Transportation Systems Engineering, Department of Civil Engineering, Indian Institute of Technology Bombay (IITB), Powai, Mumbai, India.
Traffic Inj Prev. 2021;22(sup1):S21-S26. doi: 10.1080/15389588.2021.1965590. Epub 2021 Sep 7.
Aggressive driver behavior is one of the major contributing factors to road crashes. However, the relationship between aggressive driver behavior and crash risk is scarcely explored. The present study focused on quantifying the effect of aggressive driver behavior on crash probability.
A sample of 405 Indian drivers were analyzed to model the aggressive driver behavior using self-reported measures. Generalized linear models were developed to quantify the effects of independent variables such as age, gender, personality traits (e.g., driving anger, physical aggression, hostility), and individual predilections to commit violations (e.g., excessive speeding and frequent risky overtaking) on aggressive driver behavior and crash probabilities.

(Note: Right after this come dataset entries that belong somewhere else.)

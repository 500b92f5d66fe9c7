//! Settings structs, one per `[section]` of `config.ini`.

use std::path::PathBuf;

use crate::catalog::{DEFAULT_CATALOG_URL, DEFAULT_COLLECTION, DEFAULT_SEARCH_LIMIT};
use crate::composite::{MaskSettings, DEFAULT_MASK_RADIUS, SCL_NOT_VEGETATED, SCL_VEGETATION};
use crate::executor::{
    BackendKind, CommitPolicy, DEFAULT_MAX_IN_FLIGHT, DEFAULT_PROCESS_TIMEOUT_SECS,
    DEFAULT_RETRIES,
};
use crate::grid::{
    DEFAULT_BANDS, DEFAULT_CHUNK_SIZE, DEFAULT_RESOLUTION, DEFAULT_TIME_FREQUENCY_MONTHS,
    DEFAULT_VARNAME, SUPPORTED_EPSG,
};
use crate::http::DEFAULT_HTTP_TIMEOUT_SECS;
use crate::loader::{DEFAULT_IO_CONCURRENCY, DEFAULT_MAX_WINDOW_BYTES};
use crate::logging::{DEFAULT_LOG_DIR, DEFAULT_LOG_FILE, DEFAULT_LOG_LEVEL};
use crate::processor::WorkerEnvironment;
use crate::storage::StorageKind;
use crate::worker::ProcessorSettings;

/// Complete configuration loaded from `config.ini`.
#[derive(Debug, Clone, PartialEq, Default)]
pub struct ConfigFile {
    pub catalog: CatalogSettings,
    pub processing: ProcessingSettings,
    pub executor: ExecutorSettings,
    pub storage: StorageSettings,
    pub logging: LoggingSettings,
}

/// `[catalog]`: scene search and band download.
#[derive(Debug, Clone, PartialEq)]
pub struct CatalogSettings {
    /// STAC API root
    pub url: String,
    pub collection: String,
    /// Items requested per search page
    pub search_limit: usize,
    /// Concurrent band downloads per chunk
    pub io_concurrency: usize,
    /// Largest decoded source window per asset, in MiB
    pub max_window_mb: usize,
    pub http_timeout_secs: u64,
}

impl Default for CatalogSettings {
    fn default() -> Self {
        Self {
            url: DEFAULT_CATALOG_URL.to_string(),
            collection: DEFAULT_COLLECTION.to_string(),
            search_limit: DEFAULT_SEARCH_LIMIT,
            io_concurrency: DEFAULT_IO_CONCURRENCY,
            max_window_mb: DEFAULT_MAX_WINDOW_BYTES / (1024 * 1024),
            http_timeout_secs: DEFAULT_HTTP_TIMEOUT_SECS,
        }
    }
}

/// `[processing]`: cube layout defaults and cloud masking.
#[derive(Debug, Clone, PartialEq)]
pub struct ProcessingSettings {
    pub resolution: f64,
    pub chunk_size: usize,
    pub time_frequency_months: u32,
    pub bands: Vec<String>,
    pub varname: String,
    pub epsg: u32,
    /// Disk radius of the mask closing and opening
    pub mask_radius: usize,
    /// Scene classes treated as clear
    pub clear_classes: Vec<u16>,
}

impl Default for ProcessingSettings {
    fn default() -> Self {
        Self {
            resolution: DEFAULT_RESOLUTION,
            chunk_size: DEFAULT_CHUNK_SIZE,
            time_frequency_months: DEFAULT_TIME_FREQUENCY_MONTHS,
            bands: DEFAULT_BANDS.iter().map(|b| b.to_string()).collect(),
            varname: DEFAULT_VARNAME.to_string(),
            epsg: SUPPORTED_EPSG,
            mask_radius: DEFAULT_MASK_RADIUS,
            clear_classes: vec![SCL_VEGETATION, SCL_NOT_VEGETATED],
        }
    }
}

/// `[executor]`: backend selection, retries and commit policy.
#[derive(Debug, Clone, PartialEq)]
pub struct ExecutorSettings {
    pub backend: BackendKind,
    /// Base URL of the function service (http backend)
    pub endpoint: Option<String>,
    /// Worker executable (process backend); defaults to the running binary
    pub worker_program: Option<PathBuf>,
    pub retries: u32,
    pub max_in_flight: usize,
    /// Per-invocation timeout
    pub timeout_secs: u64,
    pub commit_policy: CommitPolicy,
}

impl Default for ExecutorSettings {
    fn default() -> Self {
        Self {
            backend: BackendKind::Local,
            endpoint: None,
            worker_program: None,
            retries: DEFAULT_RETRIES,
            max_in_flight: DEFAULT_MAX_IN_FLIGHT,
            timeout_secs: DEFAULT_PROCESS_TIMEOUT_SECS,
            commit_policy: CommitPolicy::default(),
        }
    }
}

/// `[storage]`: destination store.
#[derive(Debug, Clone, PartialEq)]
pub struct StorageSettings {
    pub backend: StorageKind,
    /// Path or `file://` URI
    pub location: Option<String>,
}

impl Default for StorageSettings {
    fn default() -> Self {
        Self {
            backend: StorageKind::Plain,
            location: None,
        }
    }
}

/// `[logging]`
#[derive(Debug, Clone, PartialEq)]
pub struct LoggingSettings {
    pub directory: PathBuf,
    pub file: String,
    pub level: String,
    /// Where per-run CSV result logs go
    pub results_directory: PathBuf,
}

impl Default for LoggingSettings {
    fn default() -> Self {
        Self {
            directory: PathBuf::from(DEFAULT_LOG_DIR),
            file: DEFAULT_LOG_FILE.to_string(),
            level: DEFAULT_LOG_LEVEL.to_string(),
            results_directory: PathBuf::from(crate::app::DEFAULT_RESULTS_DIR),
        }
    }
}

impl ConfigFile {
    pub fn mask_settings(&self) -> MaskSettings {
        MaskSettings {
            clear_classes: self.processing.clear_classes.clone(),
            closing_radius: self.processing.mask_radius,
            opening_radius: self.processing.mask_radius,
        }
    }

    /// Worker settings for this configuration running in `environment`.
    pub fn processor_settings(&self, environment: WorkerEnvironment) -> ProcessorSettings {
        ProcessorSettings {
            catalog_url: self.catalog.url.clone(),
            collection: self.catalog.collection.clone(),
            search_limit: self.catalog.search_limit,
            io_concurrency: self.catalog.io_concurrency,
            max_window_bytes: self.catalog.max_window_mb.saturating_mul(1024 * 1024),
            http_timeout_secs: self.catalog.http_timeout_secs,
            mask: self.mask_settings(),
            environment,
        }
    }
}
//! HTTP function service for the HTTP backend.
//!
//! | Method | Path | Body | Reply |
//! |--------|------|------|-------|
//! | POST | `/invoke` | `ChunkRequest` | `InvocationResponse` |
//! | GET | `/health` | | `200 OK` |

use std::net::SocketAddr;
use std::sync::Arc;

use axum::extract::State;
use axum::http::StatusCode;
use axum::routing::{get, post};
use axum::{Json, Router};
use tracing::info;

use super::WorkerError;
use crate::executor::{ChunkHandler, ChunkRequest, InvocationResponse};

/// Routes for a worker service around `handler`.
pub fn router<H: ChunkHandler>(handler: Arc<H>) -> Router {
    Router::new()
        .route("/health", get(health_handler))
        .route("/invoke", post(invoke_handler::<H>))
        .with_state(handler)
}

async fn health_handler() -> StatusCode {
    StatusCode::OK
}

async fn invoke_handler<H: ChunkHandler>(
    State(handler): State<Arc<H>>,
    Json(request): Json<ChunkRequest>,
) -> Json<InvocationResponse> {
    let job = request.job.to_string();
    let response = InvocationResponse::from(handler.handle(request).await);
    info!(job = %job, ok = matches!(response, InvocationResponse::Ok(_)), "Invocation served");
    Json(response)
}

/// Serves the worker routes on `addr` until the process is stopped.
pub async fn serve<H: ChunkHandler>(addr: SocketAddr, handler: H) -> Result<(), WorkerError> {
    let listener = tokio::net::TcpListener::bind(addr).await?;
    info!(addr = %listener.local_addr()?, "Worker service listening");
    axum::serve(listener, router(Arc::new(handler))).await?;
    Ok(())
}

K-means clustering technique was applied to the Aggressive Driving Scale (ADS) scores to cluster the drivers into three groups (aggressive, normal, and cautious). Gender was significantly correlated with aggressive driver behavior. Compared to female drivers, male drivers were 2.57 times more likely to engage in aggressive driving. Driver's age was negatively correlated with aggressive driving. With one-year increment in driver's age, the tendency of a driver to engage in aggressive driving was reduced by 26%. In addition, the likelihood of being engaged in aggressive driving was increased by 2.98 times and 2.15 times for the drivers who engage in excessive speeding and frequent risky overtaking, respectively. Driver's personality traits were significantly correlated with aggressive drivers. The crash involvement model showed that aggressive drivers were 2.79 times more likely to be involved in road crashes than cautious drivers. Further, married drivers were 2.17 times less likely to be involved in crashes, whereas for professional drivers the crash involvement probability was increased by 75%.
The results revealed that in addition to age and gender personality traits were significant predictors of driving aggression. Further, the driver's marital status was negatively correlated with the crash involvement and professional drivers were more likely to be involved in crashes than nonprofessional drivers. The study findings can be used in identifying specific risk-prone drivers to provide safety measures via in-vehicle Advanced Driver Assistance Systems (ADAS).
攻击性驾驶行为是道路事故的主要原因之一。然而,攻击性驾驶行为与事故风险之间的关系尚未得到充分探讨。本研究旨在量化攻击性驾驶行为对事故概率的影响。
对 405 名印度驾驶员进行样本分析,使用自我报告的措施对攻击性驾驶行为进行建模。开发了广义线性模型,以量化年龄、性别、人格特质(如驾驶愤怒、身体攻击、敌意)、个体违规倾向(如超速行驶和频繁危险超车)等独立变量对攻击性驾驶行为和事故概率的影响。
应用 K-均值聚类技术对攻击性驾驶量表(ADS)得分进行聚类,将驾驶员分为三组(攻击性、正常和谨慎)。性别与攻击性驾驶行为显著相关。与女性驾驶员相比,男性驾驶员更有可能进行攻击性驾驶,可能性是女性的 2.57 倍。驾驶员年龄与攻击性驾驶呈负相关。驾驶员年龄每增加一年,驾驶员进行攻击性驾驶的倾向降低 26%。此外,超速行驶和频繁危险超车的驾驶员进行攻击性驾驶的可能性分别增加了 2.98 倍和 2.15 倍。驾驶员的人格特质与攻击性驾驶员显著相关。事故参与模型表明,攻击性驾驶员发生道路事故的可能性是谨慎驾驶员的 2.79 倍。此外,已婚驾驶员发生事故的可能性降低了 2.17 倍,而职业驾驶员发生事故的可能性增加了 75%。
结果表明,除年龄和性别外,人格特质也是驾驶攻击性的重要预测因素。此外,驾驶员的婚姻状况与事故参与呈负相关,职业驾驶员发生事故的可能性高于非职业驾驶员。研究结果可用于识别特定的高风险驾驶员,通过车载高级驾驶员辅助系统(ADAS)提供安全措施。